Eagle Mine, a subsidiary of the Canada-based Lundin Mining Corp., is located in northern Michigamme Township. It has the distinction of being the only primary nickel mine in the United States and is also Lundin’s only operation in this country.
Eagle Mine External Relations Manager Matt Johnson said the first ore from Eagle East ore body, which is 1.25 miles east of the Eagle Mine and 2,000 feet below it, was celebrated on September 30.
“It really marks the completion of a three year $100 million project. That is how much it cost to build these tunnel systems down to Eagle East,” Johnson said.
The company was also able to extend the life of mine from the originally estimated 2022 out to 2025 through the use of underground infill and extension drilling, which is used to more closely define the size of an ore body.
Johnson said it takes 45 minutes to get from the underground entry to travel the 6 miles of tunnel down the Eagle East ore, which is 3,000 feet below the surface and below sea level.
“It’s also very hot, I was down there Wednesday last week and when I went into the portal it was 11 degrees and by the time I got down there it was 90 degrees. It was hot,” Johnson said. “So we recommend that everyone is drinking water to stay hydrated.”
He said the heat issue should be alleviated once some remaining ventilation tunnels are completed.

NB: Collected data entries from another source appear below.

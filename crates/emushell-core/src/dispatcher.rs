//! Main-thread RPC dispatcher.
//!
//! A [`Dispatcher`] lets any thread request that a method run on the main
//! thread against the application context. It is a cheap, cloneable handle
//! obtained from [`MainLoop::dispatcher`](crate::MainLoop::dispatcher).
//!
//! # Calling Conventions
//!
//! | Operation | On the main thread | On any other thread |
//! |-----------|--------------------|---------------------|
//! | [`try_invoke_blocking`](Dispatcher::try_invoke_blocking) | `NotDispatched`, caller runs the method | queued, caller waits for completion |
//! | [`try_invoke_async`](Dispatcher::try_invoke_async) | `NotDispatched`, caller runs the method | queued, caller continues |
//! | [`post_method`](Dispatcher::post_method) | queued | queued |
//! | [`process_method`](Dispatcher::process_method) | runs inline | queued, caller waits for completion |
//!
//! The `try_` operations follow a setjmp-like convention: the return value
//! tells the caller whether the dispatcher took the call or whether the
//! caller, already on the main thread, must perform it itself.
//!
//! ```
//! use std::sync::Arc;
//! use std::sync::atomic::{AtomicU32, Ordering};
//! use emushell_core::{MainLoop, Invocation};
//!
//! let main_loop = MainLoop::new(Arc::new(AtomicU32::new(0)));
//! let dispatcher = main_loop.dispatcher();
//!
//! let worker = std::thread::spawn(move || {
//!     dispatcher
//!         .try_invoke_async(|counter: &AtomicU32| {
//!             counter.fetch_add(1, Ordering::SeqCst);
//!             Ok(())
//!         })
//!         .unwrap()
//! });
//! assert!(worker.join().unwrap().is_dispatched());
//!
//! let mut main_loop = main_loop;
//! main_loop.process_until_idle();
//! assert_eq!(main_loop.context().load(Ordering::SeqCst), 1);
//! ```

use std::fmt;
use std::sync::Arc;
use std::time::Duration;

use crossbeam_channel::{Receiver, Sender, TrySendError, bounded};

use crate::completion::completion_pair;
use crate::config::DispatcherConfig;
use crate::deferred::{CallId, DeferredCall};
use crate::error::{MethodError, MethodResult, Result, RpcError};
use crate::event::{AppEvent, UserEvent};
use crate::logging::targets;
use crate::queue::DispatchQueue;
use crate::thread_check::ThreadAffinity;

/// Whether a `try_` operation handed the call to the dispatch queue.
#[must_use = "on `NotDispatched` the caller must perform the call itself"]
#[derive(Debug, Clone, Copy, PartialEq, Eq)]
pub enum Invocation {
    /// The caller is on the main thread; nothing was queued.
    NotDispatched,
    /// The call was queued with this ID.
    Dispatched(CallId),
}

impl Invocation {
    /// Returns `true` if the call was queued.
    pub fn is_dispatched(self) -> bool {
        matches!(self, Self::Dispatched(_))
    }

    /// The queued call's ID, if any.
    pub fn call_id(self) -> Option<CallId> {
        match self {
            Self::Dispatched(id) => Some(id),
            Self::NotDispatched => None,
        }
    }
}

/// A fire-and-forget call that failed on the main thread.
///
/// No caller is waiting for these, so they are delivered through
/// [`Dispatcher::failed_calls`] and logged.
#[derive(Debug)]
pub struct FailedCall {
    /// Queue position of the failed call.
    pub id: Option<CallId>,
    /// Label of the failed call.
    pub label: &'static str,
    /// The error the method returned.
    pub error: MethodError,
}

/// State shared between the main loop and all dispatcher handles.
pub(crate) struct Shared<A> {
    pub(crate) context: Arc<A>,
    pub(crate) queue: DispatchQueue<A>,
    pub(crate) main_thread: ThreadAffinity,
    pub(crate) config: DispatcherConfig,
    failures_tx: Sender<FailedCall>,
    failures_rx: Receiver<FailedCall>,
}

impl<A> Shared<A> {
    pub(crate) fn new(context: Arc<A>, config: DispatcherConfig) -> Self {
        let (failures_tx, failures_rx) = bounded(config.failure_capacity);
        Self {
            context,
            queue: DispatchQueue::new(),
            main_thread: ThreadAffinity::current(),
            config,
            failures_tx,
            failures_rx,
        }
    }

    /// Deliver a failed fire-and-forget call to the report channel.
    pub(crate) fn report_failure(&self, failure: FailedCall) {
        tracing::error!(
            target: targets::DISPATCH,
            event_loop = %self.config.name,
            call = ?failure.id,
            label = failure.label,
            error = %failure.error,
            "deferred call failed with no caller waiting"
        );
        match self.failures_tx.try_send(failure) {
            Ok(()) => {}
            Err(TrySendError::Full(dropped)) => {
                tracing::warn!(
                    target: targets::DISPATCH,
                    call = ?dropped.id,
                    "failed-call channel is full; dropping report"
                );
            }
            // The shared state owns a receiver, so the channel never disconnects.
            Err(TrySendError::Disconnected(_)) => {}
        }
    }
}

/// Handle for submitting calls to the main thread.
///
/// Cloneable, `Send` and `Sync` whenever the context is. All clones feed the
/// same FIFO queue.
pub struct Dispatcher<A> {
    pub(crate) shared: Arc<Shared<A>>,
}

impl<A> Clone for Dispatcher<A> {
    fn clone(&self) -> Self {
        Self {
            shared: self.shared.clone(),
        }
    }
}

impl<A: Send + Sync + 'static> Dispatcher<A> {
    /// The application context methods are invoked on.
    pub fn context(&self) -> &Arc<A> {
        &self.shared.context
    }

    /// The affinity of the designated main thread.
    pub fn main_thread(&self) -> ThreadAffinity {
        self.shared.main_thread
    }

    /// Check whether the calling thread is the main thread.
    #[inline]
    pub fn is_main_thread(&self) -> bool {
        self.shared.main_thread.is_same_thread()
    }

    /// The configuration of the owning main loop.
    pub fn config(&self) -> &DispatcherConfig {
        &self.shared.config
    }

    /// Run `method` on the main thread and wait for it to finish.
    ///
    /// On the main thread this returns `Ok(NotDispatched)` without queueing
    /// anything; the caller is expected to invoke the method directly.
    /// Elsewhere the call is queued and this thread blocks until the main
    /// thread has completed it, then returns `Ok(Dispatched(id))`.
    ///
    /// The wait is unbounded unless the loop was configured with a
    /// `blocking_timeout`.
    ///
    /// # Errors
    ///
    /// - [`RpcError::DispatchUnavailable`] if the queue is closed.
    /// - [`RpcError::MethodFailed`] if the method returned an error.
    /// - [`RpcError::TimedOut`] if a configured wait bound elapsed.
    /// - [`RpcError::Abandoned`] if the call was dropped before completing.
    pub fn try_invoke_blocking<F>(&self, method: F) -> Result<Invocation>
    where
        F: FnOnce(&A) -> MethodResult + Send + 'static,
    {
        self.invoke_blocking(method, self.shared.config.blocking_timeout)
    }

    /// Like [`try_invoke_blocking`](Self::try_invoke_blocking), but waits at
    /// most `timeout`.
    ///
    /// On [`RpcError::TimedOut`] the call remains queued and still executes
    /// exactly once; only the wait is given up.
    pub fn try_invoke_blocking_timeout<F>(&self, method: F, timeout: Duration) -> Result<Invocation>
    where
        F: FnOnce(&A) -> MethodResult + Send + 'static,
    {
        self.invoke_blocking(method, Some(timeout))
    }

    fn invoke_blocking<F>(&self, method: F, timeout: Option<Duration>) -> Result<Invocation>
    where
        F: FnOnce(&A) -> MethodResult + Send + 'static,
    {
        if self.is_main_thread() {
            return Ok(Invocation::NotDispatched);
        }

        let (handle, waiter) = completion_pair();
        let call = DeferredCall::with_completion(std::any::type_name::<F>(), method, handle);
        let id = self.enqueue(call)?;

        let result = match timeout {
            Some(timeout) => waiter.wait_timeout(timeout),
            None => waiter.wait(),
        };
        tracing::trace!(target: targets::DISPATCH, call = %id, ok = result.is_ok(), "blocking call returned");
        result.map(|()| Invocation::Dispatched(id))
    }

    /// Queue `method` for the main thread without waiting.
    ///
    /// On the main thread this returns `Ok(NotDispatched)` without queueing
    /// anything. Elsewhere the call is queued and `Ok(Dispatched(id))` is
    /// returned immediately. Failures of the method are reported through
    /// [`failed_calls`](Self::failed_calls).
    ///
    /// # Errors
    ///
    /// [`RpcError::DispatchUnavailable`] if the queue is closed.
    pub fn try_invoke_async<F>(&self, method: F) -> Result<Invocation>
    where
        F: FnOnce(&A) -> MethodResult + Send + 'static,
    {
        if self.is_main_thread() {
            return Ok(Invocation::NotDispatched);
        }
        let id = self.enqueue(DeferredCall::new(std::any::type_name::<F>(), method))?;
        Ok(Invocation::Dispatched(id))
    }

    /// Queue `method` for the main thread, even when called from it.
    ///
    /// Use this for deferred, reentrancy-safe execution: the method runs on
    /// a later loop iteration, after everything already queued.
    ///
    /// # Errors
    ///
    /// [`RpcError::DispatchUnavailable`] if the queue is closed.
    pub fn post_method<F>(&self, method: F) -> Result<CallId>
    where
        F: FnOnce(&A) -> MethodResult + Send + 'static,
    {
        self.enqueue(DeferredCall::new(std::any::type_name::<F>(), method))
    }

    /// Ensure `method` runs on the main thread and finishes before returning.
    ///
    /// Runs inline when called on the main thread, otherwise dispatches it
    /// as a blocking call. Either way the method's error, if any, is
    /// returned as [`RpcError::MethodFailed`].
    pub fn process_method<F>(&self, method: F) -> Result<()>
    where
        F: FnOnce(&A) -> MethodResult + Send + 'static,
    {
        if self.is_main_thread() {
            return method(&self.shared.context).map_err(RpcError::MethodFailed);
        }
        self.try_invoke_blocking(method).map(|_| ())
    }

    /// Queue an application-defined event for the user event handler.
    pub fn post_user_event(&self, event: UserEvent) -> Result<()> {
        self.shared.queue.push(AppEvent::User(event))
    }

    /// Wake up the main loop without doing any work.
    pub fn wake_up(&self) -> Result<()> {
        self.shared.queue.push(AppEvent::WakeUp)
    }

    /// Ask the main loop to stop.
    ///
    /// Everything queued before the request still runs; the queue closes
    /// when the loop reaches it.
    pub fn quit(&self) -> Result<()> {
        tracing::info!(target: targets::EVENT_LOOP, event_loop = %self.shared.config.name, "quit requested");
        self.shared.queue.push(AppEvent::Quit)
    }

    /// Whether the queue still accepts submissions.
    pub fn is_accepting(&self) -> bool {
        !self.shared.queue.is_closed()
    }

    /// Number of events queued or still being handled.
    ///
    /// Reaches zero only once the last event has fully completed, not when
    /// it is merely dequeued.
    pub fn pending_count(&self) -> usize {
        self.shared.queue.outstanding()
    }

    /// Receiver for failures of fire-and-forget calls.
    ///
    /// All receivers share one channel; each report goes to exactly one.
    pub fn failed_calls(&self) -> Receiver<FailedCall> {
        self.shared.failures_rx.clone()
    }

    fn enqueue(&self, call: DeferredCall<A>) -> Result<CallId> {
        let label = call.label();
        let blocking = call.is_blocking();
        match self.shared.queue.push_call(call) {
            Ok(id) => {
                tracing::trace!(target: targets::DISPATCH, call = %id, label, blocking, "deferred call queued");
                Ok(id)
            }
            Err(err) => {
                tracing::debug!(target: targets::DISPATCH, label, "rejected deferred call: {err}");
                Err(err)
            }
        }
    }
}

impl<A> fmt::Debug for Dispatcher<A> {
    fn fmt(&self, f: &mut fmt::Formatter<'_>) -> fmt::Result {
        f.debug_struct("Dispatcher")
            .field("event_loop", &self.shared.config.name)
            .field("main_thread", &self.shared.main_thread.thread_id())
            .field("queued", &self.shared.queue.len())
            .field("closed", &self.shared.queue.is_closed())
            .finish()
    }
}

static_assertions::assert_impl_all!(Dispatcher<()>: Send, Sync, Clone);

“We have a contractor on site who is developing vertical air shafts to increase the air flow,” Johnson said.
One forum attendee asked Johnson why the ore body would be mined before the ventilation system was completed.
Johnson noted that the the primary ventilation system is complete and the “air quality is good.”
“There are certain activities that we can’t do until we have air flow, and the primary air flow comes down in the two twin decline tunnels,” he said. “That’s why we need two tunnels side by side. We need one tunnel to bring in fresh air and one tunnel to exhaust the air. We do a lot of underground testing to be sure that the air quality is good for the miners.”
The biggest concern is diesel particulate matter, a byproduct of the diesel engines used underground, he said, which the mine tests for.
Johnson said the majority of the employees at the mine continue to be made up of local hires.
“We made a committment at the inception, before we even started mining, that we would try to make 75% of our work force local hires,” Johnson said. “We keep track of that every six months and generally now 80% to 81% are local hires.”
He said 200 of those work for Eagle Mine while the rest work for independent contractors.